From the data below, return the exact lines starting at the line containing "pub fn build(spec: LoggerName<'_>)" and ending at the line containing "pub fn will_log(&self, severity: Severity)", both included, and nothing else.
Given records Block Start
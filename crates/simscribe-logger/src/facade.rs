//! ---
//! ssc_section: "03-logger-facade"
//! ssc_subsection: "module"
//! ssc_type: "source"
//! ssc_scope: "code"
//! ssc_description: "Logger facade and process registry for SimScribe."
//! ssc_version: "v0.1.0"
//! ssc_owner: "tbd"
//! ---
//! The public logging facade.
//!
//! [`SimLogger`] exclusively owns one inner [`Logger`] and exposes an
//! enumerated set of passthroughs: level-gated emit per severity, level
//! mutation with change notification, and an explicit accessor for the inner
//! logger for everything else. There is no attribute-forwarding magic.

use std::fmt;

use simscribe_common::{CallSite, ExceptionInfo, LogEvent, Severity};

use crate::logger::Logger;
use crate::registry;
use crate::Result;

/// Hierarchical name specification for a new logger.
///
/// Resolves to `top[.module][.scope][.name][.0x{ident:x}]`; a `name` that
/// already starts with the top logger's name is taken verbatim.
#[derive(Debug, Default, Clone)]
pub struct LoggerName<'a> {
    module: Option<&'a str>,
    scope: Option<&'a str>,
    name: Option<&'a str>,
    ident: Option<u64>,
}

impl<'a> LoggerName<'a> {
    /// Empty specification, resolving to the top logger's name.
    pub fn new() -> Self {
        Self::default()
    }

    /// Attach the owning module name.
    pub fn with_module(mut self, module: &'a str) -> Self {
        self.module = Some(module);
        self
    }

    /// Attach an enclosing scope (a component or class-like grouping).
    pub fn with_scope(mut self, scope: &'a str) -> Self {
        self.scope = Some(scope);
        self
    }

    /// Attach the leaf name.
    pub fn with_name(mut self, name: &'a str) -> Self {
        self.name = Some(name);
        self
    }

    /// Attach a disambiguating instance identifier.
    pub fn with_ident(mut self, ident: u64) -> Self {
        self.ident = Some(ident);
        self
    }

    pub(crate) fn resolve(&self, top: &str) -> String {
        let mut resolved = match self.name {
            Some(name) if name.starts_with(top) => name.to_owned(),
            _ => {
                let mut parts = vec![top];
                if let Some(module) = self.module {
                    parts.push(module);
                }
                if let Some(scope) = self.scope {
                    parts.push(scope);
                }
                if let Some(name) = self.name {
                    parts.push(name);
                }
                parts.join(".")
            }
        };
        if let Some(ident) = self.ident {
            resolved.push_str(&format!(".0x{:x}", ident));
        }
        resolved
    }
}

/// Public logging facade owning exactly one inner [`Logger`].
#[derive(Debug)]
pub struct SimLogger {
    inner: Logger,
}

impl SimLogger {
    /// Wrap an explicitly-constructed inner logger.
    pub fn from_logger(inner: Logger) -> Self {
        Self { inner }
    }

    /// Build a logger named under the registry's top logger, inheriting its
    /// formatter, threshold and handlers.
    pub fn build(spec: LoggerName<'_>) -> Result<Self> {
        registry::new_logger(spec)
    }

    /// Fully-qualified logger name.
    pub fn name(&self) -> &str {
        self.inner.name()
    }

    /// Current severity threshold.
    pub fn level(&self) -> Severity {
        self.inner.level()
    }

    /// Cheap pre-check: would an event of this severity be emitted?
    pub fn will_log(&self, severity: Severity) -> bool {
        self.inner.is_enabled_for(severity)
    }

    /// Replace the threshold, firing level-change notifications when the
    /// effective level actually changes.
    pub fn set_level(&mut self, level: Severity) {
        let previous = self.inner.set_level(level);
        if previous != level {
            registry::notify_level_change(self.inner.name(), level);
        }
    }

    /// The wrapped logger, for operations the facade does not specialize.
    pub fn inner(&self) -> &Logger {
        &self.inner
    }

    /// Mutable access to the wrapped logger.
    pub fn inner_mut(&mut self) -> &mut Logger {
        &mut self.inner
    }

    /// Emit with severity `Critical`.
    #[track_caller]
    pub fn critical(&self, args: fmt::Arguments<'_>) -> Result<()> {
        self.log(Severity::Critical, args)
    }

    /// Emit with severity `Error`.
    #[track_caller]
    pub fn error(&self, args: fmt::Arguments<'_>) -> Result<()> {
        self.log(Severity::Error, args)
    }

    /// Emit with severity `Error`, attaching exception details.
    #[track_caller]
    pub fn exception(&self, exception: ExceptionInfo, args: fmt::Arguments<'_>) -> Result<()> {
        if !self.will_log(Severity::Error) {
            return Ok(());
        }
        let site = CallSite::here();
        let mut event = LogEvent::new(Severity::Error, self.name(), args.to_string())
            .with_call_site(site)
            .with_exception(exception);
        self.inner.handle(&mut event)
    }

    /// Emit with severity `Warning`.
    #[track_caller]
    pub fn warning(&self, args: fmt::Arguments<'_>) -> Result<()> {
        self.log(Severity::Warning, args)
    }

    /// Emit with severity `Info`.
    #[track_caller]
    pub fn info(&self, args: fmt::Arguments<'_>) -> Result<()> {
        self.log(Severity::Info, args)
    }

    /// Emit with severity `Debug`.
    #[track_caller]
    pub fn debug(&self, args: fmt::Arguments<'_>) -> Result<()> {
        self.log(Severity::Debug, args)
    }

    /// Emit with severity `DeepDebug`.
    #[track_caller]
    pub fn deep_debug(&self, args: fmt::Arguments<'_>) -> Result<()> {
        self.log(Severity::DeepDebug, args)
    }

    /// Emit at an explicit severity.
    #[track_caller]
    pub fn log(&self, severity: Severity, args: fmt::Arguments<'_>) -> Result<()> {
        let site = CallSite::here();
        self.log_with_site(severity, site, args)
    }

    /// Emit at an explicit severity with the module path captured by an emit
    /// macro.
    #[track_caller]
    pub fn log_at(
        &self,
        severity: Severity,
        function: &'static str,
        args: fmt::Arguments<'_>,
    ) -> Result<()> {
        let site = CallSite::here().with_function(function);
        self.log_with_site(severity, site, args)
    }

    /// Emit at an explicit severity with a pre-captured call site.
    pub fn log_with_site(
        &self,
        severity: Severity,
        site: CallSite,
        args: fmt::Arguments<'_>,
    ) -> Result<()> {
        if !self.will_log(severity) {
            return Ok(());
        }
        let mut event = LogEvent::new(severity, self.name(), args.to_string()).with_call_site(site);
        self.inner.handle(&mut event)
    }

    /// Emit a fully-constructed event (custom attributes, stack text).
    pub fn emit(&self, event: &mut LogEvent) -> Result<()> {
        self.inner.handle(event)
    }

    /// Emit the message as a boxed header, gated at `Info`.
    pub fn header(&self, message: &str) -> Result<()> {
        if !self.will_log(Severity::Info) {
            return Ok(());
        }
        let mut event = LogEvent::header(self.name(), message);
        self.inner.handle(&mut event)
    }

    /// Emit the message as a centered divider, gated at `Info`.
    pub fn divider(&self, message: &str) -> Result<()> {
        if !self.will_log(Severity::Info) {
            return Ok(());
        }
        let mut event = LogEvent::divider(self.name(), message);
        self.inner.handle(&mut event)
    }
}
Given records Block End
• [Solution to the exercise]
    pub fn build(spec: LoggerName<'_>) -> Result<Self> {
        registry::new_logger(spec)
    }

    /// Fully-qualified logger name.
    pub fn name(&self) -> &str {
        self.inner.name()
    }

    /// Current severity threshold.
    pub fn level(&self) -> Severity {
        self.inner.level()
    }

    /// Cheap pre-check: would an event of this severity be emitted?
    pub fn will_log(&self, severity: Severity) -> bool {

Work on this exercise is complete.